Exercise brief:
For each line of the data below, copy it if it holds the word "UnavailableProvider".
[Data for this exercise Boundary: Start]
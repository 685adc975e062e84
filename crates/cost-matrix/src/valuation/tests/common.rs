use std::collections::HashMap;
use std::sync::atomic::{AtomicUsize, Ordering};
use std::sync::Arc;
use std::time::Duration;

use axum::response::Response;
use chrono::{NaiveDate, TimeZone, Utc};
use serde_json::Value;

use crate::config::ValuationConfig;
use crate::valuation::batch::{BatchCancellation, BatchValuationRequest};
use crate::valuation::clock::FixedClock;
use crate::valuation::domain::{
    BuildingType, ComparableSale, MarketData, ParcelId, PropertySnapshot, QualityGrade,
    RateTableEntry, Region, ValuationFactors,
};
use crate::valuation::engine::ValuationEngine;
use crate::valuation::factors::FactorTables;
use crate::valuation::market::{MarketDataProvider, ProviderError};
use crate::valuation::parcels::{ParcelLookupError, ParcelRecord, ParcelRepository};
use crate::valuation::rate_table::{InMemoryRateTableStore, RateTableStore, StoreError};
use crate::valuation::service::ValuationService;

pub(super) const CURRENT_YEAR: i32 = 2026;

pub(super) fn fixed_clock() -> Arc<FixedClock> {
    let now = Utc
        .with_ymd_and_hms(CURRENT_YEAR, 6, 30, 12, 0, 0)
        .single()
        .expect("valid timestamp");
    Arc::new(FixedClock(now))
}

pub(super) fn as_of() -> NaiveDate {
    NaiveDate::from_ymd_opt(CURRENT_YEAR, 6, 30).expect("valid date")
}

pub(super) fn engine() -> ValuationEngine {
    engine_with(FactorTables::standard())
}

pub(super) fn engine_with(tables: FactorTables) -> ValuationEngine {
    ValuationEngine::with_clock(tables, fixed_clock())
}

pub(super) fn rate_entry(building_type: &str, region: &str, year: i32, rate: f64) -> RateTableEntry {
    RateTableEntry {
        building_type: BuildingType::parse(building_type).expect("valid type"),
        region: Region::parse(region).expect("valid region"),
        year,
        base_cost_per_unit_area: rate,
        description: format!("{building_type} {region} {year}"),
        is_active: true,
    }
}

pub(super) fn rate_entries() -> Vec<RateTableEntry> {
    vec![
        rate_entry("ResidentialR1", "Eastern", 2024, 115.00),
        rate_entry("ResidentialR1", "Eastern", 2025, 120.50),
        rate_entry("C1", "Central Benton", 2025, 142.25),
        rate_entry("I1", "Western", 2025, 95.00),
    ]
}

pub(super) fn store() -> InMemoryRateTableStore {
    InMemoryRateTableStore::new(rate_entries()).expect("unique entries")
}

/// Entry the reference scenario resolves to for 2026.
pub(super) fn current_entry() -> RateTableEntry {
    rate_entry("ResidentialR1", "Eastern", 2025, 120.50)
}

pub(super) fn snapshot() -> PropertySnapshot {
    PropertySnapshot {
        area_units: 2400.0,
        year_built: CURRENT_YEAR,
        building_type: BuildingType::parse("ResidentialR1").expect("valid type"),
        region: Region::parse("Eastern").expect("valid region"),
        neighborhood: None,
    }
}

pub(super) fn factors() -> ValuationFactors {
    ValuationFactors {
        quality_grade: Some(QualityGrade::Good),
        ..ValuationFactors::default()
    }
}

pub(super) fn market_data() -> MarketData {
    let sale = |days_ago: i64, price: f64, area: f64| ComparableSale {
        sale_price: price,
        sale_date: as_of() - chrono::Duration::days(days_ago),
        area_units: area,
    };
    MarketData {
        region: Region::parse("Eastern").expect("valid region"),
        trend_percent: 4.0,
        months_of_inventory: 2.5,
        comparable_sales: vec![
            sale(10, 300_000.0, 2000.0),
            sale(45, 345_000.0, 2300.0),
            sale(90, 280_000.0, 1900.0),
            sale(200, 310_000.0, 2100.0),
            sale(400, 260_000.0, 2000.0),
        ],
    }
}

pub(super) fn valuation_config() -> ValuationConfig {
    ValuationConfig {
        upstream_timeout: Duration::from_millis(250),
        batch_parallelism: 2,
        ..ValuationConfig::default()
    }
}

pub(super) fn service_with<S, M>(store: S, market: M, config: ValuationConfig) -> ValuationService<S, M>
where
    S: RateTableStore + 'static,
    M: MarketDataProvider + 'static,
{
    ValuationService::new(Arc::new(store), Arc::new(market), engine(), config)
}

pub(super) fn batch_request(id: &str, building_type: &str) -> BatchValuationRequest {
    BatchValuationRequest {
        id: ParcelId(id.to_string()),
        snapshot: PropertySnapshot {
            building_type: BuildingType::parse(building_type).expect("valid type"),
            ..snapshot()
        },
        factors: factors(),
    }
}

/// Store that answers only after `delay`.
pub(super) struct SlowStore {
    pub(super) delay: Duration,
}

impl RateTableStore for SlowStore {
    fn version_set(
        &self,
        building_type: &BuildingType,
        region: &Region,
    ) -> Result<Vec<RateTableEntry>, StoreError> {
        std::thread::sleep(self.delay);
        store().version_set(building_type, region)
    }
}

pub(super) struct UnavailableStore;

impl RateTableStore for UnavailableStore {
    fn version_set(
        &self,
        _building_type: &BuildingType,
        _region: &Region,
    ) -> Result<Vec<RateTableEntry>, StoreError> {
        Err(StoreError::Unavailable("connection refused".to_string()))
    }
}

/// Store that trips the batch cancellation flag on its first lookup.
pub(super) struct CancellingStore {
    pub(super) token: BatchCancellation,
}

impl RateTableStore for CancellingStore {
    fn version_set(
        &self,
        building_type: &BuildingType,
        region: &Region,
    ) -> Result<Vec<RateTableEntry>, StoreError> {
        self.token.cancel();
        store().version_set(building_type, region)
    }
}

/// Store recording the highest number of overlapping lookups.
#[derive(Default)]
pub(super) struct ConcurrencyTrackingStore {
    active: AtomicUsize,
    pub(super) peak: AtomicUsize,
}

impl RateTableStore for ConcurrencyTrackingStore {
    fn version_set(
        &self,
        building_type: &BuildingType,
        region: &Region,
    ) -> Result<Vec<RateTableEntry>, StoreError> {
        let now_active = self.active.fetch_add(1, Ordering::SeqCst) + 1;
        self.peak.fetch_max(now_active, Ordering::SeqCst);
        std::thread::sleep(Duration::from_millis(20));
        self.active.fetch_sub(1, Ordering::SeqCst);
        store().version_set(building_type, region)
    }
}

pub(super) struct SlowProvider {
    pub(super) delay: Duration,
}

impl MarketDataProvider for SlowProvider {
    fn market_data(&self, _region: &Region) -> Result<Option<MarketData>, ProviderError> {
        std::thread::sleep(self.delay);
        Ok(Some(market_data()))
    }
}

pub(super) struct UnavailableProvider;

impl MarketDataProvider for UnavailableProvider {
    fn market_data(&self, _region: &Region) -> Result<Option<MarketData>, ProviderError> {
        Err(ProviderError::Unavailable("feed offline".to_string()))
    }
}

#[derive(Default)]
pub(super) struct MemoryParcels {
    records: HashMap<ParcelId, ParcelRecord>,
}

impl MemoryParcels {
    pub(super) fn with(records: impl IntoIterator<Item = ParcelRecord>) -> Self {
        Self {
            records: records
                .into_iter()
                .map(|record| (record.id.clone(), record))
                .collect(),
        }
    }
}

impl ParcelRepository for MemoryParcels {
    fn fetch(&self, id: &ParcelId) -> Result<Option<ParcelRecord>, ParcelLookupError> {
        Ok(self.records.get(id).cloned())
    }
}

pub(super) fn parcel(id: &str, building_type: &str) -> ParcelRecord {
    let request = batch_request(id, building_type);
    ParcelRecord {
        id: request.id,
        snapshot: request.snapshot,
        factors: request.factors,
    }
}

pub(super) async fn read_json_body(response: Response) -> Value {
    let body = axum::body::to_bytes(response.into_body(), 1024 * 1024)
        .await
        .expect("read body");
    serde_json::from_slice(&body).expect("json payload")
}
[Data for this exercise Boundary: End]
Written answer:
pub(super) struct UnavailableProvider;
impl MarketDataProvider for UnavailableProvider {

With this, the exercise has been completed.